Today in Apple history: Steve Jobs intros first MacBook Pro | Cult of Mac

Today in Apple history: Steve Jobs introduces original MacBook Pro


The original MacBook Pro brought innovative features (and stirred up a bit of controversy).
The original MacBook Pro brought innovative features (and stirred up a bit of controversy).
Photo: Apple

January 10: Today in Apple history: Steve Jobs introduces the MacBook Pro January 10, 2006: Steve Jobs unveils the original 15-inch MacBook Pro, Apple’s thinnest, fastest and lightest laptop yet.

Building on the previous PowerBook G4 laptop, the new laptop adds dual-core Intel processors for the first time. The MacBook Pro immediately makes waves in the tech community. And did we mention its awesome MagSafe connector?

MacBook Pro: The first Intel MacBook

Apple’s transition to Intel chips became one of the most significant talking points after Jobs unveiled the MacBook Pro at the Macworld Conference and Expo in San Francisco. (Jobs revealed that Macs would switch from PowerPC processors the previous June.)

Although some people started out skeptical, Jobs thought embracing Intel ultimately would prove important. The chipmaker’s impressive road map showed a keen interest in innovation, much like Apple’s.

To mark the transition from PowerPC, Jobs ditched the “PowerBook” name, which Apple began using for its laptops in 1991. The name change was proof positive that this was a turning point in the history of Apple laptops. However, at the time, some viewed the switch as Jobs showing a lack of respect for Cupertino’s history (particularly things that unfolded while he was away from the company).

Although the name gave people reason for skepticism about the MacBook Pro, Apple made sure the machine delivered on what it promised. In a very rare move, the laptop shipped with a faster CPU than initially announced, offering even better performance while staying at the same price point.
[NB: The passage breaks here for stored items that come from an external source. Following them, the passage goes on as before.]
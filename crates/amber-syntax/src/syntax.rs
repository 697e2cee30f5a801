//! Positioned, parent-linked views over the raw green tree.
//!
//! A view pairs a green element with its parent view and slot index. Absolute
//! offsets and identity are computed lazily from the parent chain and memoized
//! on the view instance, never written back to the shared green node. Views
//! are cheap `Rc` cursors and deliberately not `Send`: threads should
//! navigate independently from a shared green root instead.

use std::cell::Cell;
use std::fmt;
use std::rc::Rc;
use std::sync::atomic::{AtomicU64, Ordering};

use text_size::{TextRange, TextSize};

use crate::syntax_kind::Shape;
use crate::{
    GreenElement, GreenNode, GreenToken, GreenTrivia, NodeOrToken, Presence, SyntaxKind,
};

/// Ticket distinguishing independently materialized roots. Views compare
/// equal only within one lineage.
static NEXT_LINEAGE: AtomicU64 = AtomicU64::new(0);

/// Session-scoped identity of one logical tree position.
///
/// Equality and hashing of views go through this, not through structural
/// content: two navigations to the same slot of the same materialized root
/// agree, independently built roots never do.
#[derive(Clone, Copy, Debug, Eq, Hash, PartialEq)]
pub struct NodeId {
    lineage: u64,
    index: u32,
}

struct SyntaxData {
    green: GreenElement,
    parent: Option<SyntaxNode>,
    /// Slot index of this element in its parent.
    slot: u32,
    lineage: u64,
    offset: Cell<Option<TextSize>>,
    index_in_tree: Cell<Option<u32>>,
}

impl SyntaxData {
    fn new(green: GreenElement, parent: SyntaxNode, slot: usize) -> Rc<Self> {
        let lineage = parent.data.lineage;
        Rc::new(Self {
            green,
            parent: Some(parent),
            slot: slot as u32,
            lineage,
            offset: Cell::new(None),
            index_in_tree: Cell::new(None),
        })
    }

    /// Absolute byte offset: parent offset plus the lengths of preceding
    /// siblings. Memoized on first use.
    fn offset(&self) -> TextSize {
        if let Some(offset) = self.offset.get() {
            return offset;
        }
        let parent = self.parent.as_ref().expect("non-root views always have a parent");
        let preceding: TextSize = parent
            .green()
            .children()
            .iter()
            .take(self.slot as usize)
            .flatten()
            .map(GreenElement::text_len)
            .sum();
        let offset = parent.data.offset() + preceding;
        self.offset.set(Some(offset));
        offset
    }

    /// Preorder index of this element within its tree. Memoized on first use.
    fn index_in_tree(&self) -> u32 {
        if let Some(index) = self.index_in_tree.get() {
            return index;
        }
        let parent = self.parent.as_ref().expect("non-root views always have a parent");
        let preceding: u32 = parent
            .green()
            .children()
            .iter()
            .take(self.slot as usize)
            .flatten()
            .map(GreenElement::descendant_count)
            .sum();
        let index = parent.data.index_in_tree() + 1 + preceding;
        self.index_in_tree.set(Some(index));
        index
    }

    fn id(&self) -> NodeId {
        NodeId { lineage: self.lineage, index: self.index_in_tree() }
    }
}

/// Positioned view of a layout green node.
#[derive(Clone)]
pub struct SyntaxNode {
    data: Rc<SyntaxData>,
}

/// Positioned view of a green token.
#[derive(Clone)]
pub struct SyntaxToken {
    data: Rc<SyntaxData>,
}

/// Node or token view.
pub type SyntaxElement = NodeOrToken<SyntaxNode, SyntaxToken>;

impl SyntaxNode {
    /// Wraps a green root into a fresh lineage at offset 0.
    pub fn new_root(green: GreenNode) -> Self {
        Self {
            data: Rc::new(SyntaxData {
                green: green.into(),
                parent: None,
                slot: 0,
                lineage: NEXT_LINEAGE.fetch_add(1, Ordering::Relaxed),
                offset: Cell::new(Some(TextSize::new(0))),
                index_in_tree: Cell::new(Some(0)),
            }),
        }
    }

    /// The underlying green node.
    #[inline]
    pub fn green(&self) -> &GreenNode {
        match &self.data.green {
            NodeOrToken::Node(node) => node,
            NodeOrToken::Token(_) => unreachable!("SyntaxNode always wraps a green node"),
        }
    }

    #[inline]
    pub fn kind(&self) -> SyntaxKind {
        self.green().kind()
    }

    #[inline]
    pub fn presence(&self) -> Presence {
        self.green().presence()
    }

    #[inline]
    pub fn is_missing(&self) -> bool {
        self.green().is_missing()
    }

    /// Session identity of this logical position.
    #[inline]
    pub fn id(&self) -> NodeId {
        self.data.id()
    }

    /// Absolute byte offset of this node. Lazy, memoized on the view.
    #[inline]
    pub fn offset(&self) -> TextSize {
        self.data.offset()
    }

    #[inline]
    pub fn text_range(&self) -> TextRange {
        TextRange::at(self.offset(), self.green().text_len())
    }

    /// Reconstructed source text of this subtree.
    pub fn text(&self) -> String {
        self.green().to_string()
    }

    #[inline]
    pub fn parent(&self) -> Option<&Self> {
        self.data.parent.as_ref()
    }

    /// Slot index of this node in its parent.
    #[inline]
    pub fn slot(&self) -> usize {
        self.data.slot as usize
    }

    pub fn ancestors(&self) -> impl Iterator<Item = &Self> {
        std::iter::successors(Some(self), |node| node.parent())
    }

    /// The child at `slot`, or `None` if the slot is absent.
    pub fn child(&self, slot: usize) -> Option<SyntaxElement> {
        let green = self.green().child(slot)?.clone();
        let data = SyntaxData::new(green, self.clone(), slot);
        Some(match &data.green {
            NodeOrToken::Node(_) => NodeOrToken::Node(SyntaxNode { data }),
            NodeOrToken::Token(_) => NodeOrToken::Token(SyntaxToken { data }),
        })
    }

    /// The child node at `slot`; panics if the slot holds a token.
    #[track_caller]
    pub fn child_node(&self, slot: usize) -> Option<Self> {
        self.child(slot).map(|child| match child {
            NodeOrToken::Node(node) => node,
            NodeOrToken::Token(token) => {
                panic!("slot {slot} of {:?} holds token {:?}", self.kind(), token.kind())
            }
        })
    }

    /// The child token at `slot`; panics if the slot holds a node.
    #[track_caller]
    pub fn child_token(&self, slot: usize) -> Option<SyntaxToken> {
        self.child(slot).map(|child| match child {
            NodeOrToken::Token(token) => token,
            NodeOrToken::Node(node) => {
                panic!("slot {slot} of {:?} holds node {:?}", self.kind(), node.kind())
            }
        })
    }

    /// Iterates present children in slot order.
    pub fn children(&self) -> SyntaxChildren {
        let back = self.green().children().len();
        SyntaxChildren { parent: self.clone(), front: 0, back }
    }

    pub fn next_sibling(&self) -> Option<SyntaxElement> {
        let parent = self.parent()?;
        (self.slot() + 1..parent.green().children().len())
            .find_map(|slot| parent.child(slot))
    }

    pub fn prev_sibling(&self) -> Option<SyntaxElement> {
        let parent = self.parent()?;
        (0..self.slot()).rev().find_map(|slot| parent.child(slot))
    }

    /// First token in this subtree, if it has any.
    pub fn first_token(&self) -> Option<SyntaxToken> {
        self.children().find_map(|child| match child {
            NodeOrToken::Token(token) => Some(token),
            NodeOrToken::Node(node) => node.first_token(),
        })
    }

    /// Last token in this subtree, if it has any.
    pub fn last_token(&self) -> Option<SyntaxToken> {
        self.children().rev().find_map(|child| match child {
            NodeOrToken::Token(token) => Some(token),
            NodeOrToken::Node(node) => node.last_token(),
        })
    }

    /// Replaces the child at `slot` and rebuilds the spine to the root.
    ///
    /// Returns the node corresponding to `self` in the newly rooted tree.
    /// `self` and everything reachable from it stay valid and untouched; all
    /// subtrees off the edited spine are shared between both trees.
    #[track_caller]
    pub fn replacing_child(&self, slot: usize, new_child: Option<GreenElement>) -> Self {
        self.with_green(self.green().with_child(slot, new_child))
    }

    /// Appends an element to this collection node, rebuilding the spine.
    #[track_caller]
    pub fn appending(&self, element: GreenElement) -> Self {
        self.with_green(self.green().append(element))
    }

    /// Appends `element` to the collection in `slot`, synthesizing an empty
    /// collection of the slot's declared kind if the slot is absent.
    #[track_caller]
    pub fn adding_element(&self, slot: usize, element: GreenElement) -> Self {
        let collection = match self.green().child(slot) {
            Some(NodeOrToken::Node(collection)) => {
                assert!(
                    collection.kind().is_collection(),
                    "slot {slot} of {:?} holds non-collection {:?}",
                    self.kind(),
                    collection.kind(),
                );
                collection.append(element)
            }
            Some(NodeOrToken::Token(token)) => {
                panic!("slot {slot} of {:?} holds token {:?}", self.kind(), token.kind())
            }
            None => {
                let Shape::Fixed(slots) = self.kind().shape() else {
                    panic!("{:?} has no declared slots", self.kind())
                };
                let kind = slots[slot].default;
                assert!(
                    kind.is_collection(),
                    "slot {slot} of {:?} is declared as {kind:?}, not a collection",
                    self.kind(),
                );
                GreenNode::new(kind, Vec::new()).append(element)
            }
        };
        self.replacing_child(slot, Some(collection.into()))
    }

    /// Rebuilds the ancestor chain around a replacement green node for
    /// `self`, then descends back to the corresponding position.
    fn with_green(&self, green: GreenNode) -> Self {
        match self.parent() {
            None => Self::new_root(green),
            Some(parent) => {
                let parent_green = parent.green().with_child(self.slot(), Some(green.into()));
                let new_parent = parent.with_green(parent_green);
                match new_parent.child(self.slot()) {
                    Some(NodeOrToken::Node(node)) => node,
                    _ => unreachable!("replaced slot holds the replacement node"),
                }
            }
        }
    }
}
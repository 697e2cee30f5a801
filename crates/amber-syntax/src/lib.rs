//! Full-fidelity, persistent syntax trees.
//!
//! Every byte of the original source, trivia and malformed fragments
//! included, is recoverable from the tree. Edits are copy-on-write: they
//! build a new spine to the root and share every untouched subtree with the
//! original, which stays valid. Raw (green) storage is immutable and
//! atomically reference counted, so it can be shared across threads;
//! positioned views are cheap single-threaded cursors reconstructed on
//! demand.

/// Typed wrappers and total kind dispatch over the raw tree.
pub mod ast;
mod cursor;
mod green;
mod syntax;
mod syntax_kind;
mod trivia;

/// Preorder traversal over nodes and tokens.
pub use cursor::{Preorder, Tokens, WalkEvent};
/// Raw, structurally shared tree storage.
pub use green::{GreenElement, GreenNode, GreenToken, NodeOrToken, Presence};
/// Positioned, identity-bearing views.
pub use syntax::{NodeId, SyntaxChildren, SyntaxElement, SyntaxNode, SyntaxToken};
/// Token and node kinds, their declared shapes, and table versioning.
pub use syntax_kind::{
    Shape, Slot, StructureIdMismatch, SyntaxKind, STRUCTURE_ID, verify_structure_id,
};
/// Trivia pieces attached to tokens.
pub use trivia::{GreenTrivia, TriviaPiece, TriviaPieceKind};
The $1,999 MacBook Pro promised a 1.67 GHz CPU, but actually shipped at 1.83 GHz. The higher-end $2,499 machine jumped from 1.83 GHz to 2.0 GHz. Once again, Apple seemed determined to outperform rivals. The MacBook Pro’s Intel Core Duo CPU offered up to five times the performance of its predecessor.

MagSafe and other MacBook Pro features

The other big feature I remember about the first MacBook Pro was the arrival of the MagSafe connector. Apple’s innovative magnetic power connector meant that if someone tripped over your Mac cord, it would simply detach rather than pulling your laptop down to the floor.

Cupertino borrowed the concept from the magnetic connectors used in deep fryers and other cooking appliances to protect cooks from spilling dangerously hot liquids. But Apple improved upon it (and earned a patent) by making the connector symmetrical and reversible — and thus incredibly easy to use.

The new MacBook Pro also boasted a 15.4-inch LCD widescreen display and built-in iSight camera, both advances for Apple laptops.

So long, Intel. Hello, M1.

In 2020, Apple revealed it would build its own ARM-based chips for Macs and sever ties with Intel within two years. The first MacBook Pro powered by Apple’s new M1 chip arrived in November 2020, bringing performance and battery life gains that put Intel and AMD on notice.

And in 2021, Apple unleashed a new 16-inch MacBook Pro. Powered by even more powerful M1 Pro and M1 Max chips, the top-of-the-line laptops brought back several ports Apple previously abandoned in favor of USB-C. The new model even revitalized the beloved MagSafe charging system.